In the records below, pick out all lines containing the word "Section".

:: Material provided ::

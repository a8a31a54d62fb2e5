//! The question of a DNS message.

use super::iana::{Class, Rtype};
use super::name::Name;
use std::fmt;

//------------ Question ------------------------------------------------------

/// A query name, type, and class.
///
/// Equality and hashing ignore the ASCII case of the name, but the name
/// keeps its case for display so that responses can echo it.
#[derive(Clone, Debug, Eq, Hash, PartialEq)]
pub struct Question {
    qname: Name,
    qtype: Rtype,
    qclass: Class,
}

impl Question {
    #[must_use]
    pub fn new(qname: Name, qtype: Rtype, qclass: Class) -> Self {
        Question {
            qname,
            qtype,
            qclass,
        }
    }

    /// Creates a question in class IN.
    #[must_use]
    pub fn new_in(qname: Name, qtype: Rtype) -> Self {
        Self::new(qname, qtype, Class::IN)
    }

    #[must_use]
    pub fn qname(&self) -> &Name {
        &self.qname
    }

    #[must_use]
    pub fn qtype(&self) -> Rtype {
        self.qtype
    }

    #[must_use]
    pub fn qclass(&self) -> Class {
        self.qclass
    }

    #[must_use]
    pub fn into_qname(self) -> Name {
        self.qname
    }
}

impl fmt::Display for Question {
    fn fmt(&self, f: &mut fmt::Formatter) -> fmt::Result {
        write!(f, "{} {} {}", self.qname, self.qclass, self.qtype)
    }
}
//! Record data from [RFC 4034]: DS, DNSKEY, RRSIG, and NSEC records.
//!
//! This RFC defines the record types for DNSSEC.
//!
//! [RFC 4034]: https://tools.ietf.org/html/rfc4034

use crate::base::iana::{DigestAlgorithm, Rtype, SecurityAlgorithm};
use crate::base::name::Name;
use crate::base::record::Ttl;
use crate::base::scan::{ScanError, Scanner};
use crate::base::serial::Serial;
use crate::rdata::RecordData;
use bytes::Bytes;
use data_encoding::{BASE64, HEXUPPER};
use std::cmp::Ordering;
use std::{cmp, fmt};
use time::{Date, Month, OffsetDateTime, PrimitiveDateTime, Time};

//------------ Dnskey --------------------------------------------------------

/// DNSKEY record data.
///
/// A DNSKEY record holds a public key of a zone. The flags tell whether
/// the key may sign zone data at all (the zone key flag) and whether it is
/// meant as an entry point for the chain of trust (the secure entry point
/// flag, commonly set on key signing keys).
#[derive(Clone, Debug, Eq, Hash, PartialEq)]
pub struct Dnskey {
    flags: u16,
    protocol: u8,
    algorithm: SecurityAlgorithm,
    public_key: Bytes,
}

impl Dnskey {
    /// The zone key flag, bit 7.
    pub const ZONE_KEY: u16 = 0x0100;

    /// The revoke flag from RFC 5011, bit 8.
    pub const REVOKE: u16 = 0x0080;

    /// The secure entry point flag, bit 15.
    pub const SECURE_ENTRY_POINT: u16 = 0x0001;

    #[must_use]
    pub fn new(
        flags: u16,
        protocol: u8,
        algorithm: SecurityAlgorithm,
        public_key: Bytes,
    ) -> Self {
        Dnskey {
            flags,
            protocol,
            algorithm,
            public_key,
        }
    }

    #[must_use]
    pub fn flags(&self) -> u16 {
        self.flags
    }

    #[must_use]
    pub fn protocol(&self) -> u8 {
        self.protocol
    }

    #[must_use]
    pub fn algorithm(&self) -> SecurityAlgorithm {
        self.algorithm
    }

    #[must_use]
    pub fn public_key(&self) -> &Bytes {
        &self.public_key
    }

    /// Returns whether the Revoke flag is set.
    ///
    /// See [RFC 5011, Section 3].
    ///
    /// [RFC 5011, Section 3]: https://tools.ietf.org/html/rfc5011#section-3
    #[must_use]
    pub fn is_revoked(&self) -> bool {
        self.flags & Self::REVOKE != 0
    }

    /// Returns whether the Secure Entry Point (SEP) flag is set.
    ///
    /// Validation ignores this flag.
    #[must_use]
    pub fn is_secure_entry_point(&self) -> bool {
        self.flags & Self::SECURE_ENTRY_POINT != 0
    }

    /// Returns whether the Zone Key flag is set.
    ///
    /// If the flag is not set, the key MUST NOT be used to verify RRSIGs
    /// that cover RRSETs. See [RFC 4034, Section 2.1.1].
    ///
    /// [RFC 4034, Section 2.1.1]: https://tools.ietf.org/html/rfc4034#section-2.1.1
    #[must_use]
    pub fn is_zone_key(&self) -> bool {
        self.flags & Self::ZONE_KEY != 0
    }

    /// Returns the key tag for this DNSKEY data.
    ///
    /// This is the algorithm of RFC 4034, appendix B.
    #[must_use]
    pub fn key_tag(&self) -> u16 {
        if self.algorithm == SecurityAlgorithm::RSAMD5 {
            // RFC 4034, Appendix B.1: bits 16 to 31 of the modulus.
            let len = self.public_key.len();
            if len > 2 {
                u16::from_be_bytes([
                    self.public_key[len - 3],
                    self.public_key[len - 2],
                ])
            } else {
                0
            }
        } else {
            // RFC 4034, Appendix B: the RDATA as big-endian 16 bit words,
            // summed with the carry folded back in.
            let [flags_hi, flags_lo] = self.flags.to_be_bytes();
            let head =
                [flags_hi, flags_lo, self.protocol, self.algorithm.to_int()];
            let sum = head
                .iter()
                .chain(self.public_key.iter())
                .enumerate()
                .fold(0u32, |sum, (i, &octet)| {
                    if i % 2 == 0 {
                        sum + (u32::from(octet) << 8)
                    } else {
                        sum + u32::from(octet)
                    }
                });
            ((sum + (sum >> 16)) & 0xFFFF) as u16
        }
    }

    pub fn scan(scanner: &mut Scanner) -> Result<Self, ScanError> {
        Ok(Self::new(
            scanner.scan_parse("expected DNSKEY flags")?,
            scanner.scan_parse("expected DNSKEY protocol")?,
            scanner.scan_parse("expected DNSKEY algorithm")?,
            scanner.scan_base64_rest()?.into(),
        ))
    }
}

impl RecordData for Dnskey {
    fn rtype(&self) -> Rtype {
        Rtype::DNSKEY
    }

    fn compose_rdata(&self, target: &mut Vec<u8>) {
        target.extend_from_slice(&self.flags.to_be_bytes());
        target.push(self.protocol);
        self.algorithm.compose(target);
        target.extend_from_slice(&self.public_key);
    }
}

impl fmt::Display for Dnskey {
    fn fmt(&self, f: &mut fmt::Formatter) -> fmt::Result {
        write!(
            f,
            "{} {} {} {}",
            self.flags,
            self.protocol,
            self.algorithm.to_int(),
            BASE64.encode(&self.public_key)
        )
    }
}

//------------ Ds -----------------------------------------------------------

/// DS record data.
///
/// A DS record lives in the parent zone and holds the digest of a DNSKEY
/// of the child zone, linking the two in the chain of trust.
#[derive(Clone, Debug, Eq, Hash, PartialEq)]
pub struct Ds {
    key_tag: u16,
    algorithm: SecurityAlgorithm,
    digest_type: DigestAlgorithm,
    digest: Bytes,
}

impl Ds {
    #[must_use]
    pub fn new(
        key_tag: u16,
        algorithm: SecurityAlgorithm,
        digest_type: DigestAlgorithm,
        digest: Bytes,
    ) -> Self {
        Ds {
            key_tag,
            algorithm,
            digest_type,
            digest,
        }
    }

    #[must_use]
    pub fn key_tag(&self) -> u16 {
        self.key_tag
    }

    #[must_use]
    pub fn algorithm(&self) -> SecurityAlgorithm {
        self.algorithm
    }

    #[must_use]
    pub fn digest_type(&self) -> DigestAlgorithm {
        self.digest_type
    }

    #[must_use]
    pub fn digest(&self) -> &Bytes {
        &self.digest
    }

    pub fn scan(scanner: &mut Scanner) -> Result<Self, ScanError> {
        Ok(Self::new(
            scanner.scan_parse("expected DS key tag")?,
            scanner.scan_parse("expected DS algorithm")?,
            scanner.scan_parse("expected DS digest type")?,
            scanner.scan_hex_rest()?.into(),
        ))
    }
}

impl RecordData for Ds {
    fn rtype(&self) -> Rtype {
        Rtype::DS
    }

    fn compose_rdata(&self, target: &mut Vec<u8>) {
        target.extend_from_slice(&self.key_tag.to_be_bytes());
        self.algorithm.compose(target);
        self.digest_type.compose(target);
        target.extend_from_slice(&self.digest);
    }
}

impl fmt::Display for Ds {
    fn fmt(&self, f: &mut fmt::Formatter) -> fmt::Result {
        write!(
            f,
            "{} {} {} {}",
            self.key_tag,
            self.algorithm.to_int(),
            self.digest_type.to_int(),
            HEXUPPER.encode(&self.digest)
        )
    }
}

//------------ Timestamp ------------------------------------------------------

/// The inception or expiration time of an RRSIG.
///
/// Seconds since the Unix epoch modulo 2^32 ([RFC 4034], Section 3.1.5).
/// Because the value wraps, ordering follows the serial number arithmetic
/// of [RFC 1982] and is only defined for times less than 68 years apart.
///
/// [RFC 1982]: https://tools.ietf.org/html/rfc1982
/// [RFC 4034]: https://tools.ietf.org/html/rfc4034
#[derive(Clone, Copy, Debug, Eq, Hash, PartialEq)]
pub struct Timestamp(Serial);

:::

Answer to the problem:
    /// See [RFC 5011, Section 3].
    /// [RFC 5011, Section 3]: https://tools.ietf.org/html/rfc5011#section-3
    /// that cover RRSETs. See [RFC 4034, Section 2.1.1].
    /// [RFC 4034, Section 2.1.1]: https://tools.ietf.org/html/rfc4034#section-2.1.1
/// Seconds since the Unix epoch modulo 2^32 ([RFC 4034], Section 3.1.5).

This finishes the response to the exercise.